Column DEFAULT value: If you have a source table that won’t have updates to any rows, only inserts, you can add a “Created Date” column that has a default value of the current date.  Of course this is only an option if you have permissions to add columns to the source system.

Anomalies in data fields

An update anomaly is a data inconsistency that results from data redundancy and a partial update. For example, each employee in a company has a department associated with them as well as the student group they participate in.

Employee_ID Name Department Student_Group 143 Sambu ssds dsds 123 J. Longfellow Accounting dBeta Alpha Psi 234 B. Rech Marketing Marketing Club 345 B. Rech Marketing Management Club 456 A. Bruchs CIS Technology Org. 567 A. Bruchs CIS Beta Alpha Psi

If A. Bruchs’ department is an error it must be updated at least 2 times or there will be inconsistent data in the database. If the user performing the update does not realize the data is stored redundantly the update will not be done properly.

A deletion anomaly is the unintended loss of data due to deletion of other data. For example, if the student group Beta Alpha Psi disbanded and was deleted from the table above, J. Longfellow and the Accounting department would cease to exist. This results in database inconsistencies and is an example of how combining information that does not really belong together into one table can cause problems.

An insertion anomaly is the inability to add data to the database due to absence of other data. For example, assume Student_Group is defined so that null values are not allowed. If a new employee is hired but not immediately assigned to a Student_Group then this employee could not be entered into the database. This results in database inconsistencies due to omission.

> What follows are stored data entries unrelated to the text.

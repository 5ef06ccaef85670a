use crate::{
    abstract_trait::http_client::CatalogHttpClientTrait,
    domain::response::catalog::{CatalogListing, CatalogProductRecord},
};
use async_trait::async_trait;
use shared::errors::HttpClientError;
use tracing::info;

/// Client for the third-party marketplace used to seed the catalog on
/// first boot. The listing is public read-only data keyed by api key.
pub struct CatalogHttpClientService {
    client: reqwest::Client,
    base_url: String,
    api_key: String,
}

impl CatalogHttpClientService {
    pub fn new(client: reqwest::Client, base_url: String, api_key: String) -> Self {
        Self {
            client,
            base_url,
            api_key,
        }
    }
}

#[async_trait]
impl CatalogHttpClientTrait for CatalogHttpClientService {
    async fn get_products(&self) -> Result<Vec<CatalogProductRecord>, HttpClientError> {
        let url = format!("{}/product/listing", self.base_url);

        let response = self
            .client
            .get(&url)
            .header("openapikey", &self.api_key)
            .send()
            .await?;

        if !response.status().is_success() {
            let status = response.status().as_u16();
            let url = response.url().to_string();
            let message = response.text().await.unwrap_or_default();
            return Err(HttpClientError::UnexpectedStatus {
                status,
                url,
                message,
            });
        }

        let listing: CatalogListing = response.json().await?;

        // marketplace seller codes may contain slashes, which our sku
        // path parameters cannot carry
        let products = listing
            .products
            .into_iter()
            .map(|mut record| {
                record.sku = record.sku.replace('/', "");
                record
            })
            .collect::<Vec<_>>();

        info!("📥 Fetched {} products from external catalog", products.len());

        Ok(products)
    }
}
use crate::model::product::Product as ProductModel;
use async_trait::async_trait;
use shared::errors::RepositoryError;
use std::sync::Arc;
use uuid::Uuid;

pub type DynProductQueryRepository = Arc<dyn ProductQueryRepositoryTrait + Send + Sync>;

#[async_trait]
pub trait ProductQueryRepositoryTrait {
    async fn count(&self) -> Result<i64, RepositoryError>;
    async fn find_all(&self, page: i64) -> Result<Vec<ProductModel>, RepositoryError>;
    async fn find_by_id(&self, id: Uuid) -> Result<Option<ProductModel>, RepositoryError>;
    async fn find_by_sku(&self, sku: &str) -> Result<Option<ProductModel>, RepositoryError>;
}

Update, deletion, and insertion anomalies are very undesirable in any database. Anomalies are avoided by the process of normalization.

Data consolidation

Data consolidation refers to the collection and integration of data from multiple sources into a single destination. During this process, different data sources are put together, or consolidated, into a single data store. Because data comes from a broad range of sources, consolidation allows organizations to more easily present data, while also facilitating effective data analysis. Data consolidation techniques reduce inefficiencies, like data duplication, costs related to reliance on multiple databases and multiple data management points.

Data Standards

A data standard depicts the required content and format in which particular types of data are to be presented and exchanged. Data Standards are documented agreements on representation, format, definition, structuring, tagging, transmission, manipulation, use, and management of data.

Data Federation

Data federation (also known as data virtualization) is a process whereby data is collected from distinct databases without ever copying or transferring the original data itself.

Rather than collect all the information in a database, data federation collects metadata—data that describes the structure of the original data—and places it into a single database. Data federation gives users access to third-party data for organization, analysis etc., without having to go to the trouble and expense of full data integration or data warehouse creation.

Data federation technology can be used in place of a data warehouse to save the cost of creating a permanent, physical relational database. It can also be used as an enhancement to add fields or attributes that are not supported by the data warehouse application programming interface (API).

Making a single call to multiple data sources and then integrating and organizing the data in a middleware layer is also called data virtualization, enterprise information integration (EII) and information-as-a-service, depending on the vendor.